» **Dataset excerpts**
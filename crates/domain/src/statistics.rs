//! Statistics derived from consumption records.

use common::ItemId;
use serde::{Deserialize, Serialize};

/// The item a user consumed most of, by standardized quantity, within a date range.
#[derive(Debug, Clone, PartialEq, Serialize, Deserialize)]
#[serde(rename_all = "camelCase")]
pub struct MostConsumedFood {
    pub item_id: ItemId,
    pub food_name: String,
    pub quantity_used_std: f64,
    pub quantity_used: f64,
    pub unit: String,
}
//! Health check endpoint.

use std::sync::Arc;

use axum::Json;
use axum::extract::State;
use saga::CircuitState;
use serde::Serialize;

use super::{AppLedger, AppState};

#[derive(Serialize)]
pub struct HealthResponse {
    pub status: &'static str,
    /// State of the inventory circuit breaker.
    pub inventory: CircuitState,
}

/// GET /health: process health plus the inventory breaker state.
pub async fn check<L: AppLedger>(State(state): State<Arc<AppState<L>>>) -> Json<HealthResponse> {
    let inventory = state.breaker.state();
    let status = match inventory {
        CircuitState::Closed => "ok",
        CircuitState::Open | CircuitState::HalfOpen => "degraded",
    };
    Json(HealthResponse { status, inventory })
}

» **Action item**
Exactly as they stand, please print the lines from the first line of the records above down to the line that includes "use saga::CircuitState;", both of those included and no others.

» **Answer to this task**
filename crates/domain/src/statistics.rs
//! Statistics derived from consumption records.

use common::ItemId;
use serde::{Deserialize, Serialize};

/// The item a user consumed most of, by standardized quantity, within a date range.
#[derive(Debug, Clone, PartialEq, Serialize, Deserialize)]
#[serde(rename_all = "camelCase")]
pub struct MostConsumedFood {
    pub item_id: ItemId,
    pub food_name: String,
    pub quantity_used_std: f64,
    pub quantity_used: f64,
    pub unit: String,
}
//! Health check endpoint.

use std::sync::Arc;

use axum::Json;
use axum::extract::State;
use saga::CircuitState;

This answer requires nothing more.